> WORK ITEM:
Select all lines holding the word "const" from the entries that follow.
· · · · · · ·
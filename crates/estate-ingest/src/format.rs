//! Input format detection by file extension.

use std::path::Path;

use crate::error::{IngestError, Result};

/// Supported source file formats.
#[derive(Debug, Clone, Copy, PartialEq, Eq)]
pub enum InputFormat {
    Csv,
    Excel,
}

impl InputFormat {
    /// Detect the format from the file extension (case-insensitive).
    ///
    /// `.csv` is CSV; `.xlsx` and `.xls` are Excel. Anything else, including
    /// a missing extension, is [`IngestError::UnsupportedFormat`].
    pub fn from_path(path: &Path) -> Result<Self> {
        let extension = path
            .extension()
            .and_then(|ext| ext.to_str())
            .unwrap_or("")
            .to_ascii_lowercase();
        match extension.as_str() {
            "csv" => Ok(Self::Csv),
            "xlsx" | "xls" => Ok(Self::Excel),
            _ => Err(IngestError::UnsupportedFormat {
                path: path.to_path_buf(),
                extension,
            }),
        }
    }
}
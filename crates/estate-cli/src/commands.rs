use std::path::PathBuf;
use std::time::Instant;

use anyhow::{Context, Result};
use chrono::{Local, NaiveDateTime};
use tracing::{info, info_span};

use estate_cli::config::{CliOverrides, FileConfig, RunConfig, parse_reference_time};
use estate_cli::sample::{SampleOptions, generate_listings};
use estate_core::{EtlPipeline, SummaryReport, TransformOptions};
use estate_ingest::read_dataset;
use estate_model::ValidationResult;
use estate_output::write_dataset;
use estate_validate::validate_dataset;

use crate::cli::{RunArgs, SampleArgs, ValidateArgs};

pub fn run_pipeline(args: &RunArgs) -> Result<SummaryReport> {
    let file_config = match &args.config {
        Some(path) => FileConfig::load(path)?,
        None => FileConfig::default(),
    };
    let overrides = CliOverrides {
        input: args.input.clone(),
        output: args.output.clone(),
        reference_time: args.reference_time.clone(),
        no_statistics: args.no_statistics,
    };
    let config = RunConfig::resolve(file_config, overrides, local_now())?;

    let mut pipeline = EtlPipeline::new(
        &config.input,
        &config.output,
        TransformOptions::new(config.reference_time),
    )
    .with_statistics(config.statistics);
    pipeline
        .run()
        .with_context(|| format!("process {}", config.input.display()))
}

pub fn run_validate(args: &ValidateArgs) -> Result<ValidationResult> {
    let span = info_span!("validate", path = %args.file.display());
    let _guard = span.enter();
    let df = read_dataset(&args.file).with_context(|| format!("read {}", args.file.display()))?;
    Ok(validate_dataset(&df))
}

pub fn run_sample(args: &SampleArgs) -> Result<PathBuf> {
    let start = Instant::now();
    let reference_time = match &args.reference_time {
        Some(value) => parse_reference_time(value)?,
        None => local_now(),
    };
    let options = SampleOptions {
        records: args.records,
        seed: args.seed,
        reference_time,
    };
    let df = generate_listings(&options).context("generate sample listings")?;
    write_dataset(&df, &args.output)
        .with_context(|| format!("write {}", args.output.display()))?;
    info!(
        records = df.height(),
        path = %args.output.display(),
        duration_ms = start.elapsed().as_millis(),
        "sample data generated"
    );
    Ok(args.output.clone())
}

fn local_now() -> NaiveDateTime {
    Local::now().naive_local()
}
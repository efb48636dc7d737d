//! Lenient date parsing for publication timestamps.

use chrono::{DateTime, NaiveDate, NaiveDateTime, TimeDelta};

const DATETIME_FORMATS: &[&str] = &[
    "%Y-%m-%d %H:%M:%S%.f",
    "%Y-%m-%dT%H:%M:%S%.f",
    "%Y-%m-%d %H:%M",
    "%Y-%m-%dT%H:%M",
    "%Y/%m/%d %H:%M:%S",
    "%m/%d/%Y %H:%M:%S",
];

const DATE_FORMATS: &[&str] = &["%Y-%m-%d", "%Y/%m/%d", "%m/%d/%Y", "%Y%m%d"];

/// Parse a date or date-time string into a naive timestamp.
///
/// Offsets are honored and converted to UTC. Bare dates resolve to
/// midnight. Returns `None` for anything unrecognized.
pub fn parse_datetime(raw: &str) -> Option<NaiveDateTime> {
    let raw = raw.trim();
    if raw.is_empty() {
        return None;
    }
    if let Ok(parsed) = DateTime::parse_from_rfc3339(raw) {
        return Some(parsed.naive_utc());
    }
    DATETIME_FORMATS
        .iter()
        .find_map(|format| NaiveDateTime::parse_from_str(raw, format).ok())
        .or_else(|| {
            DATE_FORMATS
                .iter()
                .find_map(|format| NaiveDate::parse_from_str(raw, format).ok())
                .and_then(|date| date.and_hms_opt(0, 0, 0))
        })
}

/// Whole days elapsed from `from` to `to`, floored.
///
/// Partial days round toward negative infinity, so a date twelve hours in
/// the future is `-1` days old.
pub fn whole_days_between(from: NaiveDateTime, to: NaiveDateTime) -> i64 {
    let delta = to - from;
    let days = delta.num_days();
    match TimeDelta::try_days(days) {
        Some(whole) if delta < whole => days - 1,
        _ => days,
    }
}

#[cfg(test)]
mod tests {
    use super::*;

    fn at(y: i32, m: u32, d: u32, h: u32) -> NaiveDateTime {
        NaiveDate::from_ymd_opt(y, m, d)
            .and_then(|date| date.and_hms_opt(h, 0, 0))
            .expect("valid test timestamp")
    }

    #[test]
    fn parses_common_layouts() {
        assert_eq!(parse_datetime("2024-01-15"), Some(at(2024, 1, 15, 0)));
        assert_eq!(
            parse_datetime("2024-01-15 10:00:00"),
            Some(at(2024, 1, 15, 10))
        );
        assert_eq!(
            parse_datetime("2024-01-15T10:00:00"),
            Some(at(2024, 1, 15, 10))
        );
        assert_eq!(parse_datetime("01/15/2024"), Some(at(2024, 1, 15, 0)));
        assert_eq!(parse_datetime("2024/01/15"), Some(at(2024, 1, 15, 0)));
    }

    #[test]
    fn offsets_convert_to_utc() {
        assert_eq!(
            parse_datetime("2024-01-15T10:00:00-03:00"),
            Some(at(2024, 1, 15, 13))
        );
        assert_eq!(
            parse_datetime("2024-01-15T10:00:00Z"),
            Some(at(2024, 1, 15, 10))
        );
    }

    #[test]
    fn rejects_garbage() {
        assert_eq!(parse_datetime("not a date"), None);
        assert_eq!(parse_datetime(""), None);
        assert_eq!(parse_datetime("2024-13-45"), None);
    }

    #[test]
    fn day_counts_are_floored() {
        let now = at(2024, 2, 14, 12);
        assert_eq!(whole_days_between(at(2024, 1, 15, 0), now), 30);
        assert_eq!(whole_days_between(at(2024, 2, 14, 12), now), 0);
        assert_eq!(whole_days_between(at(2024, 2, 15, 0), now), -1);
        assert_eq!(whole_days_between(at(2024, 2, 16, 12), now), -2);
    }
}
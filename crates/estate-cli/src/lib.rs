//! Library side of the `estate` command-line tool.

pub mod config;
pub mod logging;
pub mod sample;
pub mod summary;
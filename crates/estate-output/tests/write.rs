use std::fs;

use polars::prelude::{DataFrame, NamedFrom, ParquetReader, SerReader, Series};
use tempfile::tempdir;

use estate_ingest::read_dataset;
use estate_output::{OutputFormat, UTF8_BOM, write_dataset};

fn listings() -> DataFrame {
    DataFrame::new(vec![
        Series::new("id_propiedad".into(), vec!["PROP-0001", "PROP-0002"]).into(),
        Series::new("precio".into(), vec![Some(150_000.0_f64), None]).into(),
        Series::new("comuna".into(), vec!["Ñuñoa", "Providencia"]).into(),
    ])
    .expect("frame")
}

#[test]
fn csv_starts_with_bom_and_creates_directories() {
    let dir = tempdir().expect("tempdir");
    let path = dir.path().join("processed").join("nested").join("out.csv");

    let format = write_dataset(&listings(), &path).expect("write");

    assert_eq!(format, OutputFormat::Csv);
    let bytes = fs::read(&path).expect("read back");
    assert!(bytes.starts_with(UTF8_BOM));
    let text = String::from_utf8(bytes[UTF8_BOM.len()..].to_vec()).expect("utf8");
    assert!(text.starts_with("id_propiedad,precio,comuna\n"));
    assert!(text.contains("Ñuñoa"));
}

#[test]
fn csv_output_reads_back_through_ingest() {
    let dir = tempdir().expect("tempdir");
    let path = dir.path().join("out.csv");
    write_dataset(&listings(), &path).expect("write");

    let df = read_dataset(&path).expect("read");

    assert_eq!(df.height(), 2);
    assert_eq!(
        df.get_column_names()
            .into_iter()
            .map(|name| name.as_str())
            .collect::<Vec<_>>(),
        vec!["id_propiedad", "precio", "comuna"]
    );
}

#[test]
fn unknown_extension_falls_back_to_csv() {
    let dir = tempdir().expect("tempdir");
    let path = dir.path().join("out.dat");

    let format = write_dataset(&listings(), &path).expect("write");

    assert_eq!(format, OutputFormat::Csv);
    assert!(fs::read(&path).expect("read").starts_with(UTF8_BOM));
}

#[test]
fn parquet_round_trip() {
    let dir = tempdir().expect("tempdir");
    let path = dir.path().join("out.parquet");
    let original = listings();

    let format = write_dataset(&original, &path).expect("write");
    assert_eq!(format, OutputFormat::Parquet);

    let file = fs::File::open(&path).expect("open");
    let restored = ParquetReader::new(file).finish().expect("read parquet");
    assert!(restored.equals_missing(&original));
}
· · · · · · ·
> RESULT FOR THIS TASK:
const DATETIME_FORMATS: &[&str] = &[
const DATE_FORMATS: &[&str] = &["%Y-%m-%d", "%Y/%m/%d", "%m/%d/%Y", "%Y%m%d"];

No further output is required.